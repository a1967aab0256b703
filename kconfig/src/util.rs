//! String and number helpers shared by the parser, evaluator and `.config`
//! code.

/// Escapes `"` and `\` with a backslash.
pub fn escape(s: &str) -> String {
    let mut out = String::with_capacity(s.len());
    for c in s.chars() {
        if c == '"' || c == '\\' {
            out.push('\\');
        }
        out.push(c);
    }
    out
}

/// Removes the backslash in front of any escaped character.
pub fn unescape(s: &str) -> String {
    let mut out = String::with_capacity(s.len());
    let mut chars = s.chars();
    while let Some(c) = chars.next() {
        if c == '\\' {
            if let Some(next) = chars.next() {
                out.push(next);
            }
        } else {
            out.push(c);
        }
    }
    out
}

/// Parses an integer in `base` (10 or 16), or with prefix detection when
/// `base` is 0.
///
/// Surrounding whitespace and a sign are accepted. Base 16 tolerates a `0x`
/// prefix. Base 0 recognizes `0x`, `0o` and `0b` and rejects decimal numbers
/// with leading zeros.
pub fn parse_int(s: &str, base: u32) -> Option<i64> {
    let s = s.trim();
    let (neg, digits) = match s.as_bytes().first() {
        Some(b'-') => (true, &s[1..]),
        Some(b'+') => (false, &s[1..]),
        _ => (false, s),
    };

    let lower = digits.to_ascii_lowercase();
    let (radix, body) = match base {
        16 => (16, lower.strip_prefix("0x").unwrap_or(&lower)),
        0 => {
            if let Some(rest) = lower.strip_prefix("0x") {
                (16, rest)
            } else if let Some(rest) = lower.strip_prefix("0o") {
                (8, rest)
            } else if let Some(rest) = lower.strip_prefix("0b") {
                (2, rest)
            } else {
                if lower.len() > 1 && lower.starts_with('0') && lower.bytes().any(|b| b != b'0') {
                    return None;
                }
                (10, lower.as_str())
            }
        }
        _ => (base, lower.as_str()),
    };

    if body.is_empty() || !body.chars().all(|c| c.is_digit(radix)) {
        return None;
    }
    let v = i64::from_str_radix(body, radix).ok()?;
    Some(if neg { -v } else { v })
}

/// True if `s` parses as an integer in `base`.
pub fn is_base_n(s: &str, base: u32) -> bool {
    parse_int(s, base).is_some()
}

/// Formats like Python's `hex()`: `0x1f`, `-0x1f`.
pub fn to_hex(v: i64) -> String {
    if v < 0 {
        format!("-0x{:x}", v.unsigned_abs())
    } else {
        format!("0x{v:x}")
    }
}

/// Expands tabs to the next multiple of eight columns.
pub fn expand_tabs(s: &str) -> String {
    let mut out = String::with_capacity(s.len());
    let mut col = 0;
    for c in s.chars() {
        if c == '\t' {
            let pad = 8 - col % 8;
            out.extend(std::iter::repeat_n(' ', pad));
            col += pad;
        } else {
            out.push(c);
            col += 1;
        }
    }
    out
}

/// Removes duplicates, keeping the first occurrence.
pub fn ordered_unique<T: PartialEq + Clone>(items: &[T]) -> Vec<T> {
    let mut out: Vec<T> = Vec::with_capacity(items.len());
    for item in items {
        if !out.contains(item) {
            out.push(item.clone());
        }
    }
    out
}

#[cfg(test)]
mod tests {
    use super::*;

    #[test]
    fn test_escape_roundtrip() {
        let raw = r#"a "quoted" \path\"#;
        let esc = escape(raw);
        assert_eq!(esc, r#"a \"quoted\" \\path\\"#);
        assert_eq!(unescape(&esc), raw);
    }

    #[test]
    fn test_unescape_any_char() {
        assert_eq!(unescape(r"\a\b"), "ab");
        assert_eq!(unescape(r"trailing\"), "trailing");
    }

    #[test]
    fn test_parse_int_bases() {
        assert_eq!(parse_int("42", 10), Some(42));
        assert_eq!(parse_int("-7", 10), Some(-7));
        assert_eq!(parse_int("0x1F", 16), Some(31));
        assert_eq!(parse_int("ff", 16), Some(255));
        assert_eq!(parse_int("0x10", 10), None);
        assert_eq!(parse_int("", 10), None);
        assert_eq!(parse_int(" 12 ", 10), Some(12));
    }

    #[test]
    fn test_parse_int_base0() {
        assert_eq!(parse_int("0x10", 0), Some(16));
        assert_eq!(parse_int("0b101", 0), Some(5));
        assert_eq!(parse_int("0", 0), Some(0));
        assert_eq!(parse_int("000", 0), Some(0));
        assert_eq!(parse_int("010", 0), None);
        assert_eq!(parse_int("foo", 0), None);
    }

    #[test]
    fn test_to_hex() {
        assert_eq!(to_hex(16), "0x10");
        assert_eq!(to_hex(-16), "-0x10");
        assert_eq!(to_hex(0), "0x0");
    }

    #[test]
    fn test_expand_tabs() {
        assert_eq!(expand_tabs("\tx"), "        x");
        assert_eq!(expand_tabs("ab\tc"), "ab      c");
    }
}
--
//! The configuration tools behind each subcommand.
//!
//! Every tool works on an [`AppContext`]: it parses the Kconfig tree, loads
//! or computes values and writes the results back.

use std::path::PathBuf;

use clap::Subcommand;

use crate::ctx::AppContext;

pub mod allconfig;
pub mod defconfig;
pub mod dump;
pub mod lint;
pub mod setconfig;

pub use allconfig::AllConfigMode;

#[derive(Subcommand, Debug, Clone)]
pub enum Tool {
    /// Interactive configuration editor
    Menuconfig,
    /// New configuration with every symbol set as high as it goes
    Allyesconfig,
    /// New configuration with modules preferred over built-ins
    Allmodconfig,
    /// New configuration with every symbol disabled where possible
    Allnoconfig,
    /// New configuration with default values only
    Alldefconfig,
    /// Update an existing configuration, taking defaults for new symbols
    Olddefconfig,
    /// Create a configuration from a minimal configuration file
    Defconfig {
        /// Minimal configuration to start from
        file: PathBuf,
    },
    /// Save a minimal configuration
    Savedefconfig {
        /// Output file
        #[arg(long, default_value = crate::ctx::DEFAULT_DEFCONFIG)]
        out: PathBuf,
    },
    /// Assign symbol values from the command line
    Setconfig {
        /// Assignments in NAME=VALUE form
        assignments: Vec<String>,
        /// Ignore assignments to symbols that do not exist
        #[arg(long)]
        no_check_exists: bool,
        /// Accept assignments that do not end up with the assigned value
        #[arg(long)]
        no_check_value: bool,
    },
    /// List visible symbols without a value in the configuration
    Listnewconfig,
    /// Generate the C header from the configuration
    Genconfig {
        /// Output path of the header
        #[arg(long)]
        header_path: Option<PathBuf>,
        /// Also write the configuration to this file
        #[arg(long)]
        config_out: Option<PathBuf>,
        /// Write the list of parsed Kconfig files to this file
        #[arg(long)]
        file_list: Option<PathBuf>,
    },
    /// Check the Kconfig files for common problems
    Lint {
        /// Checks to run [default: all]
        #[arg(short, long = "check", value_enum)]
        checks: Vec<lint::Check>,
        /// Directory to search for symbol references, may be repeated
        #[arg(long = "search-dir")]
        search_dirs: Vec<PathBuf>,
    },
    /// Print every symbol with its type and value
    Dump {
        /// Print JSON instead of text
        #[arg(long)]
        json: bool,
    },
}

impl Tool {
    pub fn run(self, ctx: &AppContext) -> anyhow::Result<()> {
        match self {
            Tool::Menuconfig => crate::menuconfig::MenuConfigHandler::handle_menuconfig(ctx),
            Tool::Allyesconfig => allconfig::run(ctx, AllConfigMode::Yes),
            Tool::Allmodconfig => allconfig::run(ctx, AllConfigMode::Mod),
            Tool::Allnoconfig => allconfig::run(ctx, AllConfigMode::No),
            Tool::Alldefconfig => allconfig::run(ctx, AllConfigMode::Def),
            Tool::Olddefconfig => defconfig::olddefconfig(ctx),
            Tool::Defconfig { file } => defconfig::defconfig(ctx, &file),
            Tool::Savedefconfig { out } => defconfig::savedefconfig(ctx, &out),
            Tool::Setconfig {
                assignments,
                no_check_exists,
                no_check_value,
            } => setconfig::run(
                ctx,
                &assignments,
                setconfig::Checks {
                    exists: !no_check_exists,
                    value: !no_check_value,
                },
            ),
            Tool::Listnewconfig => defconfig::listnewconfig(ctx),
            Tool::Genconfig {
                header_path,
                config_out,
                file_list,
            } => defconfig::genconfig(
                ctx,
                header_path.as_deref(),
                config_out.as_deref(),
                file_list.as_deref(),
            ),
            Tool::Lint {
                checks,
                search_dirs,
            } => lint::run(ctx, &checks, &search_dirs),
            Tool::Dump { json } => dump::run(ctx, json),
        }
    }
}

● **Exercise directions**: Your response should be each line that includes the word "Olddefconfig", copied from the records.

● **Task solution**:
    Olddefconfig,
            Tool::Olddefconfig => defconfig::olddefconfig(ctx),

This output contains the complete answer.